Too many mass immigration proponents gloss over the real costs and drain on America's public resources that chain migration causes. And you hardly ever hear a peep in lame-stream news media. A rare exception comes from Bloomberg, in an essay by a Princeton researcher.
Professor Marta Tienda notes the combination of unlimited visas for naturalized citizens' parents and the pathetically low 125 percent of poverty income threshold for immigrants to be able to sponsor relatives outside the nuclear family (i.e., parents and young children).
The Senate amnesty bill does little to improve the situation of chain migration, importing more and more "mature" immigrants who drain U.S. health care, including Medicare and Medicaid. This arises from visa categories for elderly parents, adult siblings, and adult children. Writes Tienda:
But the rules that also allow them, after they become U.S. citizens, to sponsor their parents have produced a rapid increase, over the past three decades, in the share of legal immigrants who arrive at age 50 or older, especially from countries such as China, India, and the Philippines. ...
My research shows that every 100 legal immigrants from Asia admitted from 1996 to 2000 sponsored almost 400 relatives by 2009, of whom one-quarter were age 50 or older. The vast majority of immigrant seniors are parents of naturalized citizens. If visas for these people aren't restricted, then Congress should strengthen enforcement-of-support requirements for sponsored parents by enforcing those requirements currently on the books.

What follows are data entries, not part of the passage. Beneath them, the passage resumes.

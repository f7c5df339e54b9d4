//! 测试用图形后端
//!
//! 记录每一次调用和句柄释放，可在指定初始化步骤或采样器创建时注入失败。

use std::cell::{Cell, RefCell};
use std::rc::Rc;

use thiserror::Error;

use crate::gfx::api::GraphicsApi;
use crate::gfx::resource::{
    ClearFlags, Filter, FeatureLevel, PresentFlags, SamplerDescriptor, SurfaceDescriptor,
    TextureDescriptor, Viewport,
};
use crate::math::{Color, Matrix4};
use crate::renderer::collaborators::{MeshPipeline, ShaderSamplerVariable};
use crate::renderer::context::InitStep;

/// 被释放的句柄种类
#[derive(Debug, Clone, Copy, PartialEq, Eq)]
pub enum HandleKind {
    Device,
    Context,
    Factory,
    SwapChain,
    DepthStencilBuffer,
    DepthStencilView,
    RenderTargetBuffer,
    RenderTargetView,
    Sampler(u32),
    SamplerVariable,
    Mesh,
}

/// 记录下来的一次调用
#[derive(Debug, Clone, PartialEq)]
pub enum Call {
    CreateDevice { debug_layer: bool },
    CreateFactory,
    CreateSwapChain(SurfaceDescriptor),
    CreateTexture2D(TextureDescriptor),
    CreateDepthStencilView,
    GetBuffer(u32),
    CreateRenderTargetView,
    BindOutputTargets,
    SetViewport(Viewport),
    CreateSampler { id: u32, filter: Filter },
    SetSampler { slot: u32, sampler: u32 },
    ClearRenderTarget(Color),
    ClearDepthStencil { depth: f32, stencil: u8 },
    Draw,
    Present { sync_interval: u32 },
    Flush,
    ClearState,
    Release(HandleKind),
}

pub type CallLog = Rc<RefCell<Vec<Call>>>;

#[derive(Debug, Error)]
#[error("mock failure: {0}")]
pub struct MockError(pub &'static str);

/// 丢弃时记录一次释放
#[derive(Debug)]
pub struct MockHandle {
    kind: HandleKind,
    log: CallLog,
}

impl MockHandle {
    fn new(kind: HandleKind, log: &CallLog) -> Self {
        Self {
            kind,
            log: Rc::clone(log),
        }
    }

    pub fn kind(&self) -> HandleKind {
        self.kind
    }
}

impl Drop for MockHandle {
    fn drop(&mut self) {
        self.log.borrow_mut().push(Call::Release(self.kind));
    }
}

#[derive(Debug)]
pub struct MockSampler {
    id: u32,
    _handle: MockHandle,
}

impl MockSampler {
    pub fn id(&self) -> u32 {
        self.id
    }
}

/// 记录调用的图形后端
#[derive(Debug, Default)]
pub struct MockApi {
    log: CallLog,
    fail_at: Option<InitStep>,
    fail_sampler: Cell<bool>,
    next_sampler: Cell<u32>,
}

impl MockApi {
    pub fn new() -> Self {
        Self::default()
    }

    /// 在指定步骤返回错误
    pub fn failing_at(step: InitStep) -> Self {
        Self {
            fail_at: Some(step),
            ..Self::default()
        }
    }

    pub fn set_fail_sampler(&self, fail: bool) {
        self.fail_sampler.set(fail);
    }

    pub fn log(&self) -> CallLog {
        Rc::clone(&self.log)
    }

    pub fn calls(&self) -> Vec<Call> {
        self.log.borrow().clone()
    }

    pub fn clear_calls(&self) {
        self.log.borrow_mut().clear();
    }

    pub fn count(&self, call: &Call) -> usize {
        self.log.borrow().iter().filter(|c| *c == call).count()
    }

    /// 直接构造一个设备句柄
    pub fn device(&self) -> MockHandle {
        MockHandle::new(HandleKind::Device, &self.log)
    }

    fn record(&self, call: Call) {
        self.log.borrow_mut().push(call);
    }

    fn check(&self, step: InitStep) -> Result<(), MockError> {
        if self.fail_at == Some(step) {
            Err(MockError(step.name()))
        } else {
            Ok(())
        }
    }
}

impl GraphicsApi for MockApi {
    type Error = MockError;
    type Device = MockHandle;
    type Context = MockHandle;
    type Factory = MockHandle;
    type SwapChain = MockHandle;
    type Texture = MockHandle;
    type DepthStencilView = MockHandle;
    type RenderTargetView = MockHandle;
    type Sampler = MockSampler;
    type NativeWindow = ();

    fn backend_name(&self) -> &str {
        "mock"
    }

    fn create_device(
        &self,
        _level: FeatureLevel,
        debug_layer: bool,
    ) -> Result<(MockHandle, MockHandle), MockError> {
        self.record(Call::CreateDevice { debug_layer });
        self.check(InitStep::CreateDevice)?;
        Ok((
            MockHandle::new(HandleKind::Device, &self.log),
            MockHandle::new(HandleKind::Context, &self.log),
        ))
    }

    fn create_factory(&self, _device: &MockHandle) -> Result<MockHandle, MockError> {
        self.record(Call::CreateFactory);
        self.check(InitStep::CreateFactory)?;
        Ok(MockHandle::new(HandleKind::Factory, &self.log))
    }

    fn create_swap_chain(
        &self,
        _factory: &MockHandle,
        _device: &MockHandle,
        desc: &SurfaceDescriptor,
        _window: &(),
    ) -> Result<MockHandle, MockError> {
        self.record(Call::CreateSwapChain(desc.clone()));
        self.check(InitStep::CreateSwapChain)?;
        Ok(MockHandle::new(HandleKind::SwapChain, &self.log))
    }

    fn create_texture_2d(
        &self,
        _device: &MockHandle,
        desc: &TextureDescriptor,
    ) -> Result<MockHandle, MockError> {
        self.record(Call::CreateTexture2D(desc.clone()));
        self.check(InitStep::CreateDepthStencilBuffer)?;
        Ok(MockHandle::new(HandleKind::DepthStencilBuffer, &self.log))
    }

    fn create_depth_stencil_view(
        &self,
        _device: &MockHandle,
        _texture: &MockHandle,
    ) -> Result<MockHandle, MockError> {
        self.record(Call::CreateDepthStencilView);
        self.check(InitStep::CreateDepthStencilView)?;
        Ok(MockHandle::new(HandleKind::DepthStencilView, &self.log))
    }

    fn swap_chain_buffer(&self, _swap_chain: &MockHandle, index: u32) -> Result<MockHandle, MockError> {
        self.record(Call::GetBuffer(index));
        self.check(InitStep::AcquireBackBuffer)?;
        Ok(MockHandle::new(HandleKind::RenderTargetBuffer, &self.log))
    }

    fn create_render_target_view(
        &self,
        _device: &MockHandle,
        _texture: &MockHandle,
    ) -> Result<MockHandle, MockError> {
        self.record(Call::CreateRenderTargetView);
        self.check(InitStep::CreateRenderTargetView)?;
        Ok(MockHandle::new(HandleKind::RenderTargetView, &self.log))
    }

    fn bind_output_targets(&self, _context: &mut MockHandle, _rtv: &MockHandle, _dsv: &MockHandle) {
        self.record(Call::BindOutputTargets);
    }

    fn set_viewport(&self, _context: &mut MockHandle, viewport: &Viewport) {
        self.record(Call::SetViewport(*viewport));
    }

    fn create_sampler(
        &self,
        _device: &MockHandle,
        desc: &SamplerDescriptor,
    ) -> Result<MockSampler, MockError> {
        if self.fail_sampler.get() {
            return Err(MockError("create sampler"));
        }
        let id = self.next_sampler.get() + 1;
        self.next_sampler.set(id);
        self.record(Call::CreateSampler {
            id,
            filter: desc.filter,
        });
        Ok(MockSampler {
            id,
            _handle: MockHandle::new(HandleKind::Sampler(id), &self.log),
        })
    }

    fn clear_render_target(&self, _context: &mut MockHandle, _view: &MockHandle, color: Color) {
        self.record(Call::ClearRenderTarget(color));
    }

    fn clear_depth_stencil(
        &self,
        _context: &mut MockHandle,
        _view: &MockHandle,
        _flags: ClearFlags,
        depth: f32,
        stencil: u8,
    ) {
        self.record(Call::ClearDepthStencil { depth, stencil });
    }

    fn present(
        &self,
        _context: &mut MockHandle,
        _swap_chain: &MockHandle,
        sync_interval: u32,
        _flags: PresentFlags,
    ) -> Result<(), MockError> {
        self.record(Call::Present { sync_interval });
        Ok(())
    }

    fn flush(&self, _context: &mut MockHandle) {
        self.record(Call::Flush);
    }

    fn clear_state(&self, _context: &mut MockHandle) {
        self.record(Call::ClearState);
    }
}

/// 测试用采样器变量
pub struct MockSamplerVariable {
    valid: bool,
    log: CallLog,
    _handle: MockHandle,
}

impl MockSamplerVariable {
    pub fn new(log: CallLog, valid: bool) -> Self {
        let handle = MockHandle::new(HandleKind::SamplerVariable, &log);
        Self {
            valid,
            log,
            _handle: handle,
        }
    }
}

impl ShaderSamplerVariable<MockApi> for MockSamplerVariable {
    fn is_valid(&self) -> bool {
        self.valid
    }

    fn set_sampler(&self, slot: u32, sampler: &MockSampler) {
        self.log.borrow_mut().push(Call::SetSampler {
            slot,
            sampler: sampler.id(),
        });
    }
}

/// 测试用网格
pub struct MockMesh {
    log: CallLog,
    pub rotation: f32,
    pub matrix: Matrix4,
    pub variable_valid: bool,
    _handle: MockHandle,
}

impl MockMesh {
    pub fn new(log: CallLog) -> Self {
        let handle = MockHandle::new(HandleKind::Mesh, &log);
        Self {
            log,
            rotation: 0.0,
            matrix: Matrix4::identity(),
            variable_valid: true,
            _handle: handle,
        }
    }
}

impl MeshPipeline<MockApi> for MockMesh {
    fn render(&self, _context: &mut MockHandle) {
        self.log.borrow_mut().push(Call::Draw);
    }

    fn rotate_y(&mut self, radians: f32) {
        self.rotation += radians;
    }

    fn set_matrix(&mut self, view_projection: &Matrix4) {
        self.matrix = *view_projection;
    }

    fn sampler_variable(&self) -> Box<dyn ShaderSamplerVariable<MockApi>> {
        Box::new(MockSamplerVariable::new(Rc::clone(&self.log), self.variable_valid))
    }
}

My own research shows the fiscal burden that the older links of chain migration impose on America's health system. Amnesty only exacerbates the chain drain. Therefore, it would seem preferable that we end chain migration altogether.
For immigrants' older parents, a temporary visa that may be perpetually renewed should supplant green cards; a low, tight annual cap should be put in place for how many immigrant parents we accept; and sponsors should have to buy the parents an comprehensive health insurance policy up front, as well as be billed for their sponsored visa-holders' use of public health care resources. That's the only fair way to balance the national interest with visa sponsors' requested privilege.
Professor Tienda's conclusion puts the issue clearly and rightly:
Particularly in a period of tight fiscal constraints and an aging population, Congress needs to consider whether we can still afford policies designed in the 1960s, at the end of the baby boom, when the newly enacted Medicare and Medicaid programs didn't cost nearly as much as they do today.
We should base our decisions about family visas on evidence about the costs of late-age migration rather than on sentimental ideas about reuniting extended families.